Weigall, continental and detached, tired early of grouse-shooting. To stand propped against a sod fence while his host’s workmen routed up the birds with long poles and drove them towards the waiting guns, made him feel himself a parody on the ancestors who had roamed the moors and forests of this
West Riding of Yorkshire in hot pursuit of game worth the killing. But when in England in August he always accepted whatever proffered for the season, and invited his host to shoot pheasants on his estates in the South. The amusements of life, he argued, should be accepted with the same philosophy as its ills.
It had been a bad day. A heavy rain had made the moor so spongy that it fairly sprang beneath the feet. Whether or not the grouse had haunts of their own, wherein they were immune from rheumatism, the bag had been small. The women, too, were an unusually dull lot, with the exception of a new-minded débutante who bothered Weigall at dinner by demanding the verbal restoration of the vague paintings on the vaulted roof above them.

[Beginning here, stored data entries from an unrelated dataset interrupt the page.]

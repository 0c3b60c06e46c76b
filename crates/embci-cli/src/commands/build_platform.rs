//! `buildPlatform`: run one build task outside the gate.

use std::path::PathBuf;

use anyhow::Result;
use async_trait::async_trait;
use clap::{ArgAction, ArgMatches, Args};
use embci_core::capability::{self, BuildParameter};
use embci_core::config::{GateConfig, GATE_CONF};
use embci_core::{AppContext, CiCommand};
use embci_gate::registry::{build_task_path, RUN_SYMBOL};
use tracing::info;

use super::{decode_base64, load_or_default, parse_args, split_list};

#[derive(Debug, Clone, Args)]
pub struct BuildPlatformArgs {
    /// Source tree to build
    #[arg(short = 'c', long = "build_code")]
    pub build_code: PathBuf,

    /// Build task: openeuler_image, openeuler_doc or oebuild_wheel
    #[arg(long = "target")]
    pub target: String,

    #[arg(short = 'a', long = "arch", default_value = "arch")]
    pub arch: String,

    #[arg(short = 't', long = "toolchain")]
    pub toolchain: Option<String>,

    #[arg(short = 'p', long = "platform")]
    pub platform: Option<String>,

    /// `;`-separated images
    #[arg(short = 'i', long = "images")]
    pub images: Option<String>,

    /// Base64-encoded image command; repeatable, wins over `--images`
    #[arg(long = "img_cmds", action = ArgAction::Append)]
    pub img_cmds: Vec<String>,

    /// `;`-separated features
    #[arg(short = 'f', long = "features")]
    pub features: Option<String>,

    #[arg(long = "datetime")]
    pub datetime: Option<String>,

    #[arg(short = 'd', long = "directory", default_value = "build")]
    pub directory: String,

    #[arg(long = "sstate_cache_in")]
    pub sstate_cache_in: Option<PathBuf>,

    #[arg(long = "sstate_cache_out")]
    pub sstate_cache_out: Option<PathBuf>,

    /// Parent of `oebuild_workspace`
    #[arg(short = 'w', long = "workspace", env = "HOME")]
    pub workspace: PathBuf,
}

impl BuildPlatformArgs {
    pub fn parameter(&self, ctx: &AppContext) -> Result<BuildParameter> {
        let images = if !self.img_cmds.is_empty() {
            self.img_cmds
                .iter()
                .map(|c| decode_base64(c))
                .collect::<Result<Vec<_>>>()?
        } else {
            self.images.as_deref().map(split_list).unwrap_or_default()
        };
        let gate: GateConfig = load_or_default(ctx, GATE_CONF)?;
        Ok(BuildParameter {
            workspace: self.workspace.clone(),
            build_code: self.build_code.clone(),
            conf_dir: ctx.paths.conf_dir.clone(),
            arch: self.arch.clone(),
            toolchain: self.toolchain.clone(),
            platform: self.platform.clone(),
            images,
            features: self.features.as_deref().map(split_list).unwrap_or_default(),
            directory: self.directory.clone(),
            datetime: self.datetime.clone(),
            sstate_cache_in: self.sstate_cache_in.clone(),
            sstate_cache_out: self.sstate_cache_out.clone(),
            docs_prefix: gate.docs_prefix,
            ..Default::default()
        })
    }
}

pub struct BuildPlatform;

#[async_trait]
impl CiCommand for BuildPlatform {
    fn name(&self) -> &'static str {
        "buildPlatform"
    }

    fn help(&self) -> &'static str {
        "Build Platform"
    }

    fn description(&self) -> &'static str {
        "Build Platform is used to build images, docs, sdks and hosttools"
    }

    fn declare_flags(&self, parser: clap::Command) -> clap::Command {
        BuildPlatformArgs::augment_args(parser)
    }

    async fn execute(&self, ctx: &AppContext, matches: &ArgMatches) -> Result<()> {
        let args: BuildPlatformArgs = parse_args(matches)?;
        anyhow::ensure!(
            args.build_code.is_dir(),
            "Code for build does not exist in {}",
            args.build_code.display()
        );
        let param = args.parameter(ctx)?;
        let task = ctx
            .extensions
            .load_build(&build_task_path(&args.target), RUN_SYMBOL)?;

        let res = capability::build(task.as_ref(), &param).await?;
        for (arch, board) in res.leaves() {
            info!(arch, board = %board.name, result = %board.result, "build result");
        }
        anyhow::ensure!(res.outcome().is_success(), "build {} failed", args.target);
        Ok(())
    }
}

But it was no one of these things that sat on Weigall’s mind as, when the other men went up to bed, he let himself out of the castle and sauntered down to the river. His intimate friend, the companion of his boyhood, the chum of his college days, his fellow-traveller in many lands, the man for whom he possessed stronger affection than for all men, had mysteriously disappeared two days ago, and his track might have sprung to the upper air for all trace he had left behind him. He had been a guest on the adjoining estate during the past week, shooting with the fervour of the true sportsman, making love in the intervals to Adeline Cavan, and apparently in the best of spirits. As far as was known, there was nothing to lower his mental mercury, for his rent-roll was a large one, Miss Cavan blushed whenever he looked at her, and, being one of the best shots in England, he was never happier than in August. The suicide theory was preposterous, all agreed, and there was as little reason to believe him murdered. Nevertheless, he had walked out of March Abbey two nights ago without hat or overcoat, and had not been seen since.